What is being asked:
Restate, word for word, the lines from the opening line of the data through the line containing "self.center.y + (t", both included, and nothing else.
== Source material ==
//! Publisher module
//!
//! The publish loop, its startup phase and the event dispatcher.

mod dispatcher;
mod engine;

pub use dispatcher::spawn_dispatcher;
pub use engine::{
    abort_startup, start, topic_for, PassSummary, PublishLoop, PublishLoopConfig, RunSummary, StopReason,
    PASS_INTERVAL, TOPIC_PREFIX,
};
//! Time-parameterized motion for animated entities
//!
//! Positions are recomputed from elapsed time every frame; no velocity is
//! persisted, so animation is restart-safe and deterministic given `t`.

use glam::Vec3;

/// Circular swim path with a small vertical bob, used for tank occupants.
#[derive(Debug, Clone, Copy)]
pub struct SwimPath {
    /// Fixed center of the circle (water level on Y).
    pub center: Vec3,
    /// Radius of the circular path.
    pub radius: f32,
    /// Angular speed in radians per time unit.
    pub speed: f32,
    /// Phase offset so schools don't move in lockstep.
    pub phase: f32,
    /// Amplitude of the vertical bob.
    pub bob_amplitude: f32,
}

impl SwimPath {
    pub fn position_at(&self, t: f32) -> Vec3 {
        let angle = t * self.speed + self.phase;
        Vec3::new(
            self.center.x + angle.cos() * self.radius,
            self.center.y + (t * 2.0 + self.phase).sin() * self.bob_amplitude,
            self.center.z + angle.sin() * self.radius,
        )
    }

    /// Yaw facing the instantaneous direction of motion.
    pub fn heading_at(&self, t: f32) -> f32 {
        let angle = t * self.speed + self.phase;
        angle.cos().atan2(angle.sin())
    }
}

/// Linear drift along X with wrap-around, used for clouds.
#[derive(Debug, Clone, Copy)]
pub struct DriftPath {
    /// Spawn position; Y and Z stay fixed apart from the sway term.
    pub origin: Vec3,
    /// Signed drift speed in units per time unit.
    pub speed: f32,
    /// Drift wraps to the opposite side at +/- this X extent.
    pub half_extent: f32,
    /// Amplitude of the vertical sway.
    pub sway_amplitude: f32,
}

impl DriftPath {
    pub fn position_at(&self, t: f32) -> Vec3 {
        let span = self.half_extent * 2.0;
        let x = self.origin.x + self.speed * t + self.half_extent;
        let wrapped = x.rem_euclid(span) - self.half_extent;
        Vec3::new(
            wrapped,
            self.origin.y + (t * 0.2 + self.origin.x * 0.05).sin() * self.sway_amplitude,
            self.origin.z,
        )
    }
}

#[cfg(test)]
mod tests {
    use super::*;

    fn swim() -> SwimPath {
        SwimPath {
            center: Vec3::new(1.0, 0.1, -2.0),
            radius: 0.3,
            speed: 0.7,
            phase: 1.3,
            bob_amplitude: 0.05,
        }
    }

    #[test]
    fn test_swim_stays_on_circle() {
        let path = swim();
        for step in 0..100 {
            let p = path.position_at(step as f32 * 0.37);
            let planar =
                ((p.x - path.center.x).powi(2) + (p.z - path.center.z).powi(2)).sqrt();
            assert!((planar - path.radius).abs() < 1e-4);
            assert!((p.y - path.center.y).abs() <= path.bob_amplitude + 1e-5);
        }
    }

    #[test]
    fn test_swim_deterministic() {
        let path = swim();
        assert_eq!(path.position_at(4.2), path.position_at(4.2));
        assert_eq!(path.heading_at(4.2), path.heading_at(4.2));
    }

    #[test]
    fn test_drift_wraps_within_extent() {
        let path = DriftPath {
            origin: Vec3::new(10.0, 12.0, -5.0),
            speed: 3.0,
            half_extent: 80.0,
            sway_amplitude: 0.2,
        };
        for step in 0..500 {
            let p = path.position_at(step as f32);
            assert!(p.x >= -path.half_extent && p.x <= path.half_extent);
            assert_eq!(p.z, path.origin.z);
        }
    }

    #[test]
    fn test_drift_moves_in_speed_direction() {
        let path = DriftPath {
            origin: Vec3::ZERO,
            speed: -2.0,
            half_extent: 80.0,
            sway_amplitude: 0.0,
        };
        let a = path.position_at(0.0);
        let b = path.position_at(1.0);
        assert!(b.x < a.x);
    }
}
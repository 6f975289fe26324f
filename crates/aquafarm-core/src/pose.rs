//! Camera pose representation

use glam::Vec3;
use serde::{Deserialize, Serialize};

/// A camera pose: where the camera sits and the point it looks at.
///
/// Owned by the scene lifecycle; written either by the orbit controller
/// (steady states) or the transition controller (during a transition),
/// never both in the same frame.
#[derive(Debug, Clone, Copy, PartialEq, Serialize, Deserialize)]
pub struct CameraPose {
    pub position: Vec3,
    pub target: Vec3,
}

impl CameraPose {
    pub fn new(position: Vec3, target: Vec3) -> Self {
        Self { position, target }
    }

    /// Linear interpolation of both endpoints.
    pub fn lerp(&self, other: &CameraPose, t: f32) -> CameraPose {
        CameraPose {
            position: self.position.lerp(other.position, t),
            target: self.target.lerp(other.target, t),
        }
    }
}

impl Default for CameraPose {
    fn default() -> Self {
        Self {
            position: Vec3::new(5.0, 1.75, 5.0),
            target: Vec3::new(0.0, 0.5, 0.0),
        }
    }
}

#[cfg(test)]
mod tests {
    use super::*;

    #[test]
    fn test_lerp_endpoints() {
        let a = CameraPose::new(Vec3::ZERO, Vec3::X);
        let b = CameraPose::new(Vec3::new(2.0, 4.0, 6.0), Vec3::new(1.0, 1.0, 1.0));

        assert_eq!(a.lerp(&b, 0.0), a);
        assert_eq!(a.lerp(&b, 1.0), b);

        let mid = a.lerp(&b, 0.5);
        assert_eq!(mid.position, Vec3::new(1.0, 2.0, 3.0));
    }
}
/// Spawn the static exterior environment and kick off model loads.
#[allow(clippy::too_many_arguments)]
fn setup_exterior(
    mut commands: Commands,
    mut meshes: ResMut<Assets<Mesh>>,
    mut materials: ResMut<Assets<StandardMaterial>>,
    mut images: ResMut<Assets<Image>>,
    settings: Res<FacilitySettings>,
    asset_server: Res<AssetServer>,
    mut cache: ResMut<ModelCache>,
    mut orbit: ResMut<OrbitCamera>,
    mut population: ResMut<OutdoorPopulation>,
    mut registry: ResMut<StructureRegistry>,
    camera_query: Query<Entity, With<MainCamera>>,
) {
    let config = &settings.0;
    let mut rng = rand::rng();
    *population = OutdoorPopulation::default();
    registry.0.clear();

    orbit.apply_preset(&config.camera.normal);

    // Outdoor fog blends the distant ground into the sky.
    if let Ok(camera) = camera_query.single() {
        commands.entity(camera).insert(DistanceFog {
            color: Color::srgb_u8(135, 206, 235),
            falloff: FogFalloff::Linear {
                start: 30.0,
                end: 120.0,
            },
            ..default()
        });
    }

    LightRig::exterior().spawn(&mut commands, ExteriorObject);

    // Ground plane.
    let [ground_w, ground_d] = config.exterior.ground_size;
    commands.spawn((
        Mesh3d(meshes.add(Plane3d::default().mesh().size(ground_w, ground_d))),
        MeshMaterial3d(materials.add(StandardMaterial {
            base_color: Color::srgb_u8(42, 77, 58),
            perceptual_roughness: 1.0,
            ..default()
        })),
        Transform::IDENTITY,
        ExteriorObject,
    ));

    spawn_sky_dome_with_marker(
        &mut commands,
        &mut meshes,
        &mut materials,
        &mut images,
        ExteriorObject,
    );
    spawn_clouds(
        &mut commands,
        &mut meshes,
        &mut materials,
        &mut images,
        &config.exterior,
        &mut rng,
    );
    spawn_footpaths(
        &mut commands,
        &mut meshes,
        &mut materials,
        &mut images,
        &config.exterior,
        &mut rng,
    );

    cache.request_many(
        &asset_server,
        &[
            config.assets.farm.as_str(),
            config.assets.tree.as_str(),
            config.assets.pine.as_str(),
        ],
    );

    info!("Exterior environment built");
}

/// Gradient sky dome seen from the inside. Shared with the indoor builder,
/// which shows the same sky through the wall openings.
pub(crate) fn spawn_sky_dome_with_marker<M: Component>(
    commands: &mut Commands,
    meshes: &mut Assets<Mesh>,
    materials: &mut Assets<StandardMaterial>,
    images: &mut Assets<Image>,
    marker: M,
) {
    let sky = images.add(textures::sky_gradient([142, 197, 255], [238, 248, 255]));
    commands.spawn((
        Mesh3d(meshes.add(Sphere::new(500.0).mesh().uv(32, 18))),
        MeshMaterial3d(materials.add(StandardMaterial {
            base_color_texture: Some(sky),
            unlit: true,
            cull_mode: None,
            ..default()
        })),
        Transform::IDENTITY,
        NotShadowCaster,
        marker,
    ));
}

/// Drifting cloud billboards, each with its own synthesized sprite.
fn spawn_clouds(
    commands: &mut Commands,
    meshes: &mut Assets<Mesh>,
    materials: &mut Assets<StandardMaterial>,
    images: &mut Assets<Image>,
    config: &ExteriorConfig,
    rng: &mut impl Rng,
) {
    let cloud_mesh = meshes.add(Rectangle::new(1.0, 0.5));

    for _ in 0..config.cloud_count {
        let sprite = images.add(textures::cloud_sprite(rng));
        let scale = rng.random_range(6.0..12.0);
        let origin = Vec3::new(
            rng.random_range(-60.0..60.0),
            rng.random_range(9.0..15.0),
            rng.random_range(-40.0..40.0),
        );
        let direction = if rng.random_bool(0.5) { 1.0 } else { -1.0 };
        let speed = direction * rng.random_range(1.2..3.0);

        commands.spawn((
            Mesh3d(cloud_mesh.clone()),
            MeshMaterial3d(materials.add(StandardMaterial {
                base_color_texture: Some(sprite),
                base_color: Color::srgba(1.0, 1.0, 1.0, 0.85),
                alpha_mode: AlphaMode::Blend,
                unlit: true,
                cull_mode: None,
                ..default()
            })),
            Transform::from_translation(origin).with_scale(Vec3::new(scale, scale, 1.0)),
            Cloud(DriftPath {
                origin,
                speed,
                half_extent: config.cloud_half_extent,
                sway_amplitude: 0.12,
            }),
            NotShadowCaster,
            ExteriorObject,
        ));
    }
}

/// Stone path segments between the building rows and columns, four access
/// paths from the cardinal directions, and a few stray stepping stones.
fn spawn_footpaths(
    commands: &mut Commands,
    meshes: &mut Assets<Mesh>,
    materials: &mut Assets<StandardMaterial>,
    images: &mut Assets<Image>,
    config: &ExteriorConfig,
    rng: &mut impl Rng,
) {
    let stone = images.add(textures::stone_path(rng));
    let material = materials.add(StandardMaterial {
        base_color_texture: Some(stone),
        perceptual_roughness: 1.0,
        uv_transform: Affine2::from_scale(Vec2::splat(6.0)),
        ..default()
    });

    const PATH_WIDTH: f32 = 0.8;
    const PATH_HEIGHT: f32 = 0.01;

    let mut spawn_piece = |size: (f32, f32), x: f32, z: f32, yaw: f32| {
        commands.spawn((
            Mesh3d(meshes.add(Plane3d::default().mesh().size(size.0, size.1))),
            MeshMaterial3d(material.clone()),
            Transform::from_xyz(x, PATH_HEIGHT, z).with_rotation(Quat::from_rotation_y(yaw)),
            NotShadowCaster,
            ExteriorObject,
        ));
    };

    // Lane midlines fall halfway between building rows/columns.
    let mid = config.building_spacing / 2.0;

    for z in [-mid, mid] {
        let mut x = -6.0;
        while x <= 6.0 {
            let length = 1.2 + rng.random_range(0.0..0.3);
            spawn_piece(
                (length, PATH_WIDTH),
                x + rng.random_range(-0.05..0.05),
                z + rng.random_range(-0.025..0.025),
                0.0,
            );
            x += 1.5;
        }
    }

    for x in [-mid, mid] {
        let mut z = -5.0;
        while z <= 5.0 {
            let length = 1.2 + rng.random_range(0.0..0.3);
            spawn_piece(
                (PATH_WIDTH, length),
                x + rng.random_range(-0.025..0.025),
                z + rng.random_range(-0.05..0.05),
                0.0,
            );
            z += 1.5;
        }
    }

    // Access paths from the cardinal directions toward the center.
    let access = [
        ((-8.0, 0.0), (-3.5, 0.0)),
        ((8.0, 0.0), (3.5, 0.0)),
        ((0.0, -7.0), (0.0, -3.5)),
        ((0.0, 7.0), (0.0, 3.5)),
    ];
    for (from, to) in access {
        for segment in path_segments(from, to, 8) {
            let length = 1.0 + rng.random_range(0.0..0.4);
            spawn_piece((length, PATH_WIDTH), segment.x, segment.z, -segment.angle);
        }
    }

    // Decorative stepping stones, kept clear of the buildings.
    let building_cells = grid_positions(
        config.building_grid,
        config.building_grid,
        config.building_spacing,
    );
    for _ in 0..12 {
        let x = rng.random_range(-6.0..6.0);
        let z = rng.random_range(-5.0..5.0);
        let too_close = building_cells
            .iter()
            .any(|&(bx, bz)| ((x - bx).powi(2) + (z - bz).powi(2)).sqrt() < 1.5);
        if too_close {
            continue;
        }
        let size = 0.3 + rng.random_range(0.0..0.2);
        spawn_piece((size, size), x, z, rng.random_range(0.0..std::f32::consts::TAU));
    }
}

/// Spawn model-backed buildings and trees once their batches resolve, or
/// the procedural fallbacks when loading fails.
fn populate_exterior(
    mut commands: Commands,
    mut meshes: ResMut<Assets<Mesh>>,
    mut materials: ResMut<Assets<StandardMaterial>>,
    settings: Res<FacilitySettings>,
    cache: Res<ModelCache>,
    mut population: ResMut<OutdoorPopulation>,
    mut registry: ResMut<StructureRegistry>,
) {
    let config = &settings.0;

    if !population.buildings {
        match cache.batch_status(&[config.assets.farm.as_str()]) {
            BatchStatus::Pending => {}
            BatchStatus::Ready(handles) => {
                spawn_building_models(
                    &mut commands,
                    &config.exterior,
                    &handles[0],
                    &mut registry,
                );
                population.buildings = true;
            }
            BatchStatus::Failed => {
                warn!("Farm model unavailable, using fallback buildings");
                spawn_fallback_buildings(
                    &mut commands,
                    &mut meshes,
                    &mut materials,
                    &config.exterior,
                    &mut registry,
                );
                population.buildings = true;
            }
        }
    }

    if !population.trees {
        match cache.batch_status(&[config.assets.tree.as_str(), config.assets.pine.as_str()]) {
            BatchStatus::Pending => {}
            BatchStatus::Ready(handles) => {
                spawn_tree_models(&mut commands, &config.exterior, &handles[0], &handles[1]);
                population.trees = true;
            }
            BatchStatus::Failed => {
                warn!("Tree models unavailable, using fallback trees");
                spawn_fallback_trees(
                    &mut commands,
                    &mut meshes,
                    &mut materials,
                    &config.exterior,
                );
                population.trees = true;
            }
        }
    }
}

/// Clickable bounds for a building spawned with its base at ground level.
fn building_structure(config: &ExteriorConfig) -> Structure {
    let half_extents = Vec3::from(config.building_half_extents);
    Structure {
        half_extents,
        center_offset: Vec3::new(0.0, half_extents.y, 0.0),
    }
}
===
Result of the exercise:
//! Publisher module
//!
//! The publish loop, its startup phase and the event dispatcher.

mod dispatcher;
mod engine;

pub use dispatcher::spawn_dispatcher;
pub use engine::{
    abort_startup, start, topic_for, PassSummary, PublishLoop, PublishLoopConfig, RunSummary, StopReason,
    PASS_INTERVAL, TOPIC_PREFIX,
};
//! Time-parameterized motion for animated entities
//!
//! Positions are recomputed from elapsed time every frame; no velocity is
//! persisted, so animation is restart-safe and deterministic given `t`.

use glam::Vec3;

/// Circular swim path with a small vertical bob, used for tank occupants.
#[derive(Debug, Clone, Copy)]
pub struct SwimPath {
    /// Fixed center of the circle (water level on Y).
    pub center: Vec3,
    /// Radius of the circular path.
    pub radius: f32,
    /// Angular speed in radians per time unit.
    pub speed: f32,
    /// Phase offset so schools don't move in lockstep.
    pub phase: f32,
    /// Amplitude of the vertical bob.
    pub bob_amplitude: f32,
}

impl SwimPath {
    pub fn position_at(&self, t: f32) -> Vec3 {
        let angle = t * self.speed + self.phase;
        Vec3::new(
            self.center.x + angle.cos() * self.radius,
            self.center.y + (t * 2.0 + self.phase).sin() * self.bob_amplitude,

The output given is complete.